Swimming pools offer a particularly stark example of how desegregation unfolded. Throughout the South and in many Northern cities, public pools had been strictly segregated. When courts ordered them integrated in the 1950s and 1960s, many municipalities simply closed their public pools rather than allow Black and white children to swim together. Some pools were filled with concrete. Others were sold to private clubs that could legally remain segregated. The closures happened so recently that the physical evidence remains: empty pool basins, now used as skateboard parks or filled in as parking lots, dot cities across America.

Interracial marriage provides another lens into how recent these changes were. The Supreme Court didn’t strike down laws banning interracial marriage until Loving v. Virginia in 1967—meaning such marriages were illegal in sixteen states until then. Alabama didn’t remove the unenforceable ban from its state constitution until 2000, and even then, forty percent of voters opposed removing it.Universities desegregated on different timelines. While some Border State universities admitted Black students in the late 1940s and 1950s, the University of Alabama wasn’t integrated until 1963, when Governor George Wallace literally stood in the schoolhouse door trying to block Black students from enrolling. The University of Mississippi erupted in riots in 1962 when James Meredith became its first Black student, requiring federal troops to restore order. Many private universities in the South remained all-white even longer.
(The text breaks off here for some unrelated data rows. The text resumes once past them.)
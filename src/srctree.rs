//! Demand-driven backward slice producing a tree of definition sites for
//! one (block, instruction, operand) (spec §4.5).
//!
//! Grounded on `find_sources` in the original `analyze-reg-src.c`: a
//! worklist of search frames, each either chasing a temp's defining
//! instruction or aliasing a stack load to its matching store, extended
//! across predecessors with a per-path visited-block set for loop
//! detection. The original used a fixed-size ring buffer of `Src`
//! entries; this uses the crate's own temporary arena for the same
//! purpose — `Frame`s live in an `Arena<Frame>` scoped to one `trace`
//! call, with a plain `VecDeque<Id<Frame>>` as the FIFO order over it,
//! and the arena is rewound to its pre-trace mark before returning.

use std::collections::{HashSet, VecDeque};
use std::rc::Rc;

use crate::arena::{Arena, Id};
use crate::block::BlockId;
use crate::cfg::BlockGraph;
use crate::error::MAX_BRANCHES_PER_CHILD;
use crate::fold;
use crate::ir::{ArchInfo, Instruction, Operand};

pub type SrcInfoId = Id<SrcInfo>;

/// One node in the source tree: the defining instruction found for some
/// operand, plus one branch slot per input operand of that instruction
/// (spec §3 "SrcInfo"). The root node (returned by [`trace`]) has
/// `op_index == -1` and a single child holding the traced operand's own
/// alternatives.
#[derive(Debug)]
pub struct SrcInfo {
    pub block: BlockId,
    pub instruction: usize,
    pub op_index: i32,
    pub children: Vec<SrcInfoBranch>,
}

/// A bounded list of alternative definition sites for one operand slot,
/// populated across merging predecessors. Excess alternatives beyond
/// `MAX_BRANCHES_PER_CHILD` are dropped (spec §4.5, §9).
#[derive(Debug, Default)]
pub struct SrcInfoBranch {
    pub alternatives: Vec<SrcInfoId>,
}

#[derive(Debug, Clone, Copy, PartialEq, Eq)]
enum FrameKind {
    Temp(u32),
    StackLoad(i64),
}

#[derive(Clone)]
struct Frame {
    block: BlockId,
    scan_index: usize,
    parent: SrcInfoId,
    parent_child_index: usize,
    kind: FrameKind,
    visited: Rc<HashSet<BlockId>>,
}

/// Traces the definition chain of input operand `operand_index` of the
/// instruction at `(block, instruction)`. `operand_index` is relative to
/// the instruction's full operand numbering (`operand_index - nb_oargs`
/// is the input position); `operand_index < nb_oargs` is a caller error.
pub fn trace(graph: &BlockGraph, arch: ArchInfo, block: BlockId, instruction: usize, operand_index: usize) -> (Arena<SrcInfo>, SrcInfoId) {
    let mut tree = Arena::new();
    let root = tree.alloc(SrcInfo {
        block,
        instruction,
        op_index: -1,
        children: vec![SrcInfoBranch::default()],
    });

    let inst = &graph.get(block).instructions()[instruction];
    let nb_oargs = inst.nb_oargs();
    assert!(operand_index >= nb_oargs, "operand_index must name an input operand");
    let input_pos = operand_index - nb_oargs;
    let operand = inst.inputs.get(input_pos).copied();

    let mut frames: Arena<Frame> = Arena::new();
    let marker = frames.mark();
    let mut order: VecDeque<Id<Frame>> = VecDeque::new();
    if let Some(Operand::Temp(t)) = operand {
        if !t.is_constant() && t.global_offset().is_none() {
            let mut visited = HashSet::new();
            visited.insert(block);
            let id = frames.alloc(Frame {
                block,
                scan_index: instruction,
                parent: root,
                parent_child_index: 0,
                kind: FrameKind::Temp(t.index),
                visited: Rc::new(visited),
            });
            order.push_back(id);
        }
    }

    while let Some(frame_id) = order.pop_front() {
        let frame = frames.get(frame_id).clone();
        process_frame(graph, arch, &mut tree, frame, &mut frames, &mut order);
    }

    frames.reset_to(marker);
    (tree, root)
}

fn find_output_position(inst: &Instruction, temp_index: u32) -> Option<usize> {
    inst.outputs
        .iter()
        .position(|o| matches!(o, Operand::Temp(t) if t.index == temp_index))
}

fn process_frame(
    graph: &BlockGraph,
    arch: ArchInfo,
    tree: &mut Arena<SrcInfo>,
    frame: Frame,
    frames: &mut Arena<Frame>,
    order: &mut VecDeque<Id<Frame>>,
) {
    let instructions = graph.get(frame.block).instructions();
    let mut k = frame.scan_index;
    while k > 0 {
        k -= 1;
        let inst = &instructions[k];
        let defining_out_pos = match frame.kind {
            FrameKind::Temp(idx) => find_output_position(inst, idx),
            FrameKind::StackLoad(offset) => {
                if inst.opcode.is_qemu_st() && fold::classify_store(graph, arch, frame.block, k) == Some(offset) {
                    Some(0)
                } else {
                    None
                }
            }
        };
        let Some(out_pos) = defining_out_pos else {
            continue;
        };

        let is_qemu_ld_site = matches!(frame.kind, FrameKind::Temp(_)) && inst.opcode.is_qemu_ld();
        let children_len = if is_qemu_ld_site { 2 } else { inst.nb_iargs() };
        let new_id = tree.alloc(SrcInfo {
            block: frame.block,
            instruction: k,
            op_index: out_pos as i32,
            children: (0..children_len).map(|_| SrcInfoBranch::default()).collect(),
        });

        let accepted = {
            let branch = &mut tree.get_mut(frame.parent).children[frame.parent_child_index];
            if branch.alternatives.len() < MAX_BRANCHES_PER_CHILD {
                branch.alternatives.push(new_id);
                true
            } else {
                log::debug!(
                    "source-tree branch cap reached at block {:#x} instruction {k}; dropping alternative",
                    graph.get(frame.block).guest_addr
                );
                false
            }
        };
        if !accepted {
            return;
        }

        if is_qemu_ld_site {
            if let Some(offset) = fold::classify_load(graph, arch, frame.block, k) {
                let id = frames.alloc(Frame {
                    block: frame.block,
                    scan_index: k,
                    parent: new_id,
                    parent_child_index: 0,
                    kind: FrameKind::StackLoad(offset),
                    visited: frame.visited.clone(),
                });
                order.push_back(id);
            }
            if let Some(Operand::Temp(t)) = inst.inputs.first() {
                if !t.is_constant() {
                    let id = frames.alloc(Frame {
                        block: frame.block,
                        scan_index: k,
                        parent: new_id,
                        parent_child_index: 1,
                        kind: FrameKind::Temp(t.index),
                        visited: frame.visited.clone(),
                    });
                    order.push_back(id);
                }
            }
        } else {
            for (pos, input) in inst.inputs.iter().enumerate() {
                if let Operand::Temp(t) = input {
                    if !t.is_constant() {
                        let id = frames.alloc(Frame {
                            block: frame.block,
                            scan_index: k,
                            parent: new_id,
                            parent_child_index: pos,
                            kind: FrameKind::Temp(t.index),
                            visited: frame.visited.clone(),
                        });
                        order.push_back(id);
                    }
                }
            }
        }
        return;
    }

    for edge in &graph.get(frame.block).pred {
        let pred = edge.other;
        if frame.visited.contains(&pred) {
            continue;
        }
        let mut visited = (*frame.visited).clone();
        visited.insert(pred);
        let pred_instruction_count = graph.get(pred).instruction_count();
        let id = frames.alloc(Frame {
            block: pred,
            scan_index: pred_instruction_count,
            parent: frame.parent,
            parent_child_index: frame.parent_child_index,
            kind: frame.kind,
            visited: Rc::new(visited),
        });
        order.push_back(id);
    }
}

/// Walks the tree produced by [`trace`] and records each non-root node
/// into its owning block's `reg_src_info[instruction]`, so the renderer
/// can highlight source instructions for the queried operand.
pub fn flatten_sources(graph: &mut BlockGraph, tree: &Arena<SrcInfo>, root: SrcInfoId) {
    let mut stack = vec![root];
    while let Some(id) = stack.pop() {
        let (block, instruction, op_index, alts): (BlockId, usize, i32, Vec<SrcInfoId>) = {
            let node = tree.get(id);
            (
                node.block,
                node.instruction,
                node.op_index,
                node.children.iter().flat_map(|b| b.alternatives.iter().copied()).collect(),
            )
        };
        if op_index >= 0 {
            let count = graph.get(block).instruction_count();
            let slots = graph.get_mut(block).reg_src_info.get_or_insert_with(|| vec![None; count]);
            slots[instruction] = Some(id);
        }
        stack.extend(alts);
    }
}

#[cfg(test)]
mod tests {
    use super::*;
    use crate::block::Block;
    use crate::cfg::BlockGraph;
    use crate::ir::{Instruction, Opcode, Temp, TempKind};

    const ARCH: ArchInfo = ArchInfo {
        pc_offset: 0,
        sp_offset: 8,
        bp_offset: 16,
        word_size_bits: 64,
    };

    fn local(index: u32) -> Operand {
        Operand::Temp(Temp {
            index,
            kind: TempKind::Local,
            value: None,
        })
    }

    fn constant(index: u32, value: i64) -> Operand {
        Operand::Temp(Temp {
            index,
            kind: TempKind::Constant,
            value: Some(value),
        })
    }

    #[test]
    fn single_block_definition_is_found() {
        // t1 = 5; t2 = mov t1; (query t2's own mov input)
        let instructions = vec![
            Instruction {
                opcode: Opcode::MovI64,
                outputs: vec![local(1)],
                inputs: vec![constant(0, 5)],
                constants: vec![],
            },
            Instruction {
                opcode: Opcode::MovI64,
                outputs: vec![local(2)],
                inputs: vec![local(1)],
                constants: vec![],
            },
        ];
        let mut graph = BlockGraph::new();
        let block = graph.push_block(Block::new(0x1000, 8, instructions));
        let (tree, root) = trace(&graph, ARCH, block, 1, 1);
        let root_children = &tree.get(root).children[0].alternatives;
        assert_eq!(root_children.len(), 1);
        let site = tree.get(root_children[0]);
        assert_eq!(site.instruction, 0);
    }

    #[test]
    fn cyclic_cfg_terminates() {
        // A single self-looping block; tracing a temp never defined
        // there must terminate instead of looping forever.
        let instructions = vec![Instruction {
            opcode: Opcode::MovI64,
            outputs: vec![local(2)],
            inputs: vec![local(99)],
            constants: vec![],
        }];
        let mut graph = BlockGraph::new();
        let block = graph.push_block(Block::new(0x2000, 4, instructions));
        graph.add_edge(block, 0, block, crate::block::EdgeKind::Direct).unwrap();
        let (tree, root) = trace(&graph, ARCH, block, 0, 1);
        // No definition exists anywhere reachable; the branch stays empty.
        assert!(tree.get(root).children[0].alternatives.is_empty());
    }

    #[test]
    fn predecessor_merge_collects_both_definitions() {
        // pred_a: t1 = 1             pred_b: t1 = 2
        //                  \           /
        //                   succ: t2 = mov t1     (query t2's source)
        let def_a = Instruction {
            opcode: Opcode::MovI64,
            outputs: vec![local(1)],
            inputs: vec![constant(0, 1)],
            constants: vec![],
        };
        let def_b = Instruction {
            opcode: Opcode::MovI64,
            outputs: vec![local(1)],
            inputs: vec![constant(0, 2)],
            constants: vec![],
        };
        let use_site = Instruction {
            opcode: Opcode::MovI64,
            outputs: vec![local(2)],
            inputs: vec![local(1)],
            constants: vec![],
        };
        let mut graph = BlockGraph::new();
        let pred_a = graph.push_block(Block::new(0x1000, 4, vec![def_a]));
        let pred_b = graph.push_block(Block::new(0x2000, 4, vec![def_b]));
        let succ = graph.push_block(Block::new(0x3000, 4, vec![use_site]));
        graph.add_edge(pred_a, 0, succ, crate::block::EdgeKind::Fallthrough).unwrap();
        graph.add_edge(pred_b, 0, succ, crate::block::EdgeKind::Fallthrough).unwrap();

        let (tree, root) = trace(&graph, ARCH, succ, 0, 1);
        let alts = &tree.get(root).children[0].alternatives;
        assert_eq!(alts.len(), 2);
    }
}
The persistence of segregation extended into professional and social spheres as well. Major League Baseball didn’t integrate until Jackie Robinson broke the color barrier in 1947, but the Boston Red Sox didn’t field a Black player until 1959—making them the last team to integrate. Many country clubs, professional organizations, and social institutions remained segregated by custom, if not by law, well into the 1980s and 1990s. Augusta National Golf Club, home of the Masters Tournament, didn’t admit its first Black member until 1990.Perhaps most strikingly, many Americans who experienced legal segregation are still active participants in public life. Civil rights icon John Lewis served in Congress until his death in 2020, bridging the era of segregation to the present day. Countless teachers, doctors, lawyers, and professionals now in their sixties, seventies, and eighties attended segregated schools, drank from segregated water fountains, and navigated a world where their race determined where they could eat, sleep, learn, and work.

The recency of segregation’s end becomes even more apparent when you consider generational timelines. If you’re in your thirties or forties, your parents likely grew up during the civil rights movement. Your grandparents were adults during the height of Jim Crow. This isn’t ancient history passed down through multiple generations—it’s the lived experience of people who are still here, still working, still raising families, still shaping our society.

Understanding how recent segregation was matters because it helps explain persistent inequalities in wealth, education, housing, and opportunity. The effects of centuries of slavery followed by a century of legal segregation don’t disappear the moment laws change. When Black families were systematically denied the ability to buy homes in appreciating neighborhoods, to attend well-funded schools, to access the same business loans and professional opportunities as white families, the wealth gap that created compounds across generations. A Black family whose grandparents were denied a mortgage in a suburb that later appreciated in value starts with fundamentally less generational wealth than a white family who bought in that same neighborhood in 1950.

The end of legal segregation in the 1960s marked a crucial turning point in American history, but it wasn’t an ending so much as a beginning—the start of an ongoing process of dismantling systems and mindsets built over centuries. When we grasp how recent these changes were, we better understand why their effects are still so visible in American society today. The distance between then and now is shockingly short—short enough that we can still hear firsthand accounts, short enough that the same people who experienced segregation as children are now grandparents themselves, short enough that we should never make the mistake of thinking it’s comfortably in the past.